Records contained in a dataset
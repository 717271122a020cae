//! Parameter corrections.
//!
//! A `ParameterCorrection` adjusts exactly one pending reserve operation.
//! Reactions to a reserve pre-event inject corrections onto the affected
//! player; the reserve then folds them into its magnitude and drops the
//! player's whole list.
//!
//! ## Folding
//!
//! Corrections apply in declaration order to the magnitude `|A|`:
//!
//! - `Limit(n)`: magnitude is capped at `n`; later corrections are ignored
//! - `Attenuation(n)`: magnitude shrinks by `n`, never below 0
//! - `Amplification(n)`: magnitude grows by `n`
//!
//! The sign of `A` is preserved, so a decrease can never become an increase.
//!
//! ```
//! use ideology_ccg::effects::{fold_corrections, CorrectionKind};
//!
//! assert_eq!(fold_corrections(-5, [(CorrectionKind::Attenuation, 3)]), -2);
//! assert_eq!(fold_corrections(-5, [(CorrectionKind::Attenuation, 9)]), 0);
//! assert_eq!(fold_corrections(-5, [(CorrectionKind::Limit, 0)]), 0);
//! ```

use serde::{Deserialize, Serialize};

use crate::core::{InstanceId, PlayerId};
use crate::triggers::Condition;

/// Resource a correction applies to.
#[derive(Clone, Copy, Debug, PartialEq, Eq, Hash, Serialize, Deserialize)]
#[serde(rename_all = "snake_case")]
pub enum CorrectionTarget {
    Consciousness,
    Scale,
    /// Durability of a wealth card owned by the player.
    Wealth,
}

/// Sign of the change a correction applies to.
#[derive(Clone, Copy, Debug, PartialEq, Eq, Hash, Serialize, Deserialize)]
#[serde(rename_all = "snake_case")]
pub enum Direction {
    Increase,
    Decrease,
}

impl Direction {
    /// Direction of a signed delta. Zero counts as an increase.
    #[must_use]
    pub const fn of(amount: i32) -> Self {
        if amount < 0 {
            Direction::Decrease
        } else {
            Direction::Increase
        }
    }
}

/// How a correction changes the magnitude.
#[derive(Clone, Copy, Debug, PartialEq, Eq, Hash, Serialize, Deserialize)]
#[serde(rename_all = "snake_case")]
pub enum CorrectionKind {
    Attenuation,
    Limit,
    Amplification,
}

/// A pending adjustment to the next matching reserve on a player.
#[derive(Clone, Debug, PartialEq, Serialize, Deserialize)]
pub struct ParameterCorrection {
    pub target: CorrectionTarget,
    pub direction: Direction,
    pub kind: CorrectionKind,
    pub amount: i32,
    /// Player whose effect injected the correction.
    pub injector: PlayerId,
    pub source: Option<InstanceId>,
    /// Checked at apply time from the injector's perspective.
    pub applies_if: Option<Condition>,
}

impl ParameterCorrection {
    #[must_use]
    pub fn new(
        target: CorrectionTarget,
        direction: Direction,
        kind: CorrectionKind,
        amount: i32,
        injector: PlayerId,
    ) -> Self {
        Self {
            target,
            direction,
            kind,
            amount,
            injector,
            source: None,
            applies_if: None,
        }
    }

    #[must_use]
    pub fn with_source(mut self, source: Option<InstanceId>) -> Self {
        self.source = source;
        self
    }

    #[must_use]
    pub fn with_condition(mut self, condition: Option<Condition>) -> Self {
        self.applies_if = condition;
        self
    }

    /// Whether this correction is aimed at a reserve of this shape.
    #[must_use]
    pub fn matches(&self, target: CorrectionTarget, direction: Direction) -> bool {
        self.target == target && self.direction == direction
    }
}

/// Fold `(kind, amount)` corrections into a signed delta.
pub fn fold_corrections(
    amount: i32,
    corrections: impl IntoIterator<Item = (CorrectionKind, i32)>,
) -> i32 {
    let sign = amount.signum();
    let mut magnitude = amount.abs();
    for (kind, value) in corrections {
        match kind {
            CorrectionKind::Limit => {
                magnitude = magnitude.min(value.max(0));
                break;
            }
            CorrectionKind::Attenuation => magnitude = (magnitude - value).max(0),
            CorrectionKind::Amplification => magnitude += value,
        }
    }
    sign * magnitude
}

#[cfg(test)]
mod tests {
    use super::*;

    #[test]
    fn test_fold_in_declaration_order() {
        let folded = fold_corrections(
            -4,
            [
                (CorrectionKind::Amplification, 2),
                (CorrectionKind::Attenuation, 1),
            ],
        );
        assert_eq!(folded, -5);
    }

    #[test]
    fn test_limit_stops_folding() {
        let folded = fold_corrections(
            -4,
            [
                (CorrectionKind::Limit, 1),
                (CorrectionKind::Amplification, 10),
            ],
        );
        assert_eq!(folded, -1);
    }

    #[test]
    fn test_limit_never_grows_a_change() {
        let folded = fold_corrections(
            -2,
            [
                (CorrectionKind::Attenuation, 1),
                (CorrectionKind::Limit, 5),
            ],
        );
        assert_eq!(folded, -1);
    }

    #[test]
    fn test_no_corrections_is_identity() {
        assert_eq!(fold_corrections(7, []), 7);
        assert_eq!(fold_corrections(0, [(CorrectionKind::Amplification, 3)]), 0);
    }

    #[test]
    fn test_direction_of() {
        assert_eq!(Direction::of(-1), Direction::Decrease);
        assert_eq!(Direction::of(3), Direction::Increase);
    }

    #[test]
    fn test_matches() {
        let correction = ParameterCorrection::new(
            CorrectionTarget::Consciousness,
            Direction::Decrease,
            CorrectionKind::Limit,
            0,
            PlayerId::FIRST,
        );
        assert!(correction.matches(CorrectionTarget::Consciousness, Direction::Decrease));
        assert!(!correction.matches(CorrectionTarget::Consciousness, Direction::Increase));
        assert!(!correction.matches(CorrectionTarget::Scale, Direction::Decrease));
    }
}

## WHAT IS EXPECTED
Your answer must be a copy of every line in the data above that holds the string "value".

## TASK ANSWER
    for (kind, value) in corrections {
                magnitude = magnitude.min(value.max(0));
            CorrectionKind::Attenuation => magnitude = (magnitude - value).max(0),
            CorrectionKind::Amplification => magnitude += value,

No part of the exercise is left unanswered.